For the Jews, however, language—specifically the letter beth—was the instrument with which God effected his Creation and therefore could not be debased, however much it was ill-used.8 The intellect, the seat of language, was humankind’s driving force, not the body, its vessel. Accordingly, Orthodox Jews believed that the concept of heroism was inextricably linked to that of spiritual courage, and the notion of “bravery with holiness” or, in Hebrew, Kiddush ha-Shem (the sanctification of God’s name) was at the root of their resistance to the Nazis. They believed that evil should not be fought physically by mortals because evil cannot be defeated through physical action: only Divine Providence can decide whether evil is to triumph or not. The true weapons of resistance were, for most Orthodox Jews, conscience, prayer, meditation, and devotion. “They believed that the reciting of a chapter of the Psalms would do more to affect the course of events than would the killing of a German—not necessarily immediately but at some point in the infinite course of relations between the Creator and His creatures.”9
Ulysses, like the other souls in Dante’s Hell, suffers a punishment that he himself has fashioned during his own limited course of his relations with his Maker. In Dante’s imagination, we, not God, are responsible for our actions and for their consequences. Dante’s world is not the world of Homer, where whimsical gods play with our human destinies for their entertainment or private purpose. God, Dante believes, has given each of us certain abilities and possibilities, but also the gift of free will, which allows us to make our own choices and assume the consequences of those choices. Even the quality of the punishment itself is, according to Dante, determined by our transgression. Ulysses is condemned to burn invisibly in the forked flame because his sin, counseling others to practice fraud, is furtive, and since he has committed it through speech, through the tongue, it is in tongues of flame that he is eternally tortured. In Dante’s Hell, every punishment has a reason.
But Auschwitz is a very different kind of hell. Soon after Levi’s arrival in the midst of a terrible winter, sick with thirst, locked up in a vast, unheated shed, he sees an icicle hanging outside the window. He sticks out a hand and breaks the icicle off, but a guard snatches it from him, throws it away, and pushes Levi back into his place. “Warum?” asks Levi in his poor German, “Why?” “Hier ist kein warum,” the guard replies, “Here is no why.”10 This infamous response is the essence of the Auschwitz hell: in Auschwitz, unlike in Dante’s realm, there is no “Why.”

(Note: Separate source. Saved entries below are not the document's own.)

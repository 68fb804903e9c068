//! Seed import command.

use ceosdb_core::errors::{ExError, ExErrorKind};
use ceosdb_core::{log_op_end, log_op_error, log_op_start};
use ceosdb_store::errors::Result;
use ceosdb_store::seed::{import_seed, seed_files, ImportReport};
use rusqlite::Connection;
use std::path::Path;
use tracing::debug;

/// Import a seed file, or every `.yaml`/`.yml` file of a directory in file
/// name order
///
/// Each file is imported in its own transaction, so later files may refer
/// to records of earlier ones. Import stops at the first failing file; files
/// before it stay imported.
///
/// ## Errors
///
/// - `NotFound`: the directory holds no seed files
/// - `InvalidInput`, `DuplicateId`, `DanglingReference`: a seed failed validation
/// - `Persistence`: database error
pub fn import_seed_path(path: &Path, conn: &mut Connection) -> Result<Vec<ImportReport>> {
    let path_text = path.display().to_string();
    log_op_start!("seed_import", path = %path_text);
    let start = std::time::Instant::now();

    let result = import_impl(path, conn).map_err(|e| {
        log_op_error!(
            "seed_import",
            e.clone(),
            duration_ms = start.elapsed().as_millis() as u64,
            path = %path_text
        );
        e
    })?;

    log_op_end!(
        "seed_import",
        duration_ms = start.elapsed().as_millis() as u64,
        file_count = result.len()
    );

    Ok(result)
}

fn import_impl(path: &Path, conn: &mut Connection) -> Result<Vec<ImportReport>> {
    let files = seed_files(path)?;
    if files.is_empty() {
        return Err(ExError::new(ExErrorKind::NotFound)
            .with_op("seed_import")
            .with_entity_id(path.display().to_string())
            .with_message("No .yaml or .yml seed files found"));
    }

    let mut reports = Vec::with_capacity(files.len());
    for file in &files {
        debug!(file = %file.display(), "importing seed file");
        reports.push(import_seed(file, conn)?);
    }
    Ok(reports)
}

In the seventeenth century, the German poet Angelus Silesius, trying to speak of the beauty of a rose, wrote, “Die Rose ist ohne warum,” “The rose is without why.”11 This, of course, is a different “why”: the “why” of the rose lies merely beyond the descriptive capabilities of language, but not beyond language’s epistemological scope. Auschwitz’s “why” is beyond both. To understand this, we must, like Levi and like Dante, remain stubbornly curious because our relationship to language is always a dissatisfying one. To put our experience into words again and again falls short of our aim: language is too poor to conjure up experience fully: it disappoints us when the events are happy and pains us when they are not. For Dante, “to tell it as it was is hard,” and yet he says he must attempt to do so, “to address the good I found there.” But, as Beatrice tells him, “will and instrument among mortals . . . are unequally feathered in their wings.”12 Try as Dante might and try as we, so much less gifted, might to assert our will, the instrument of language creates its own semantic field.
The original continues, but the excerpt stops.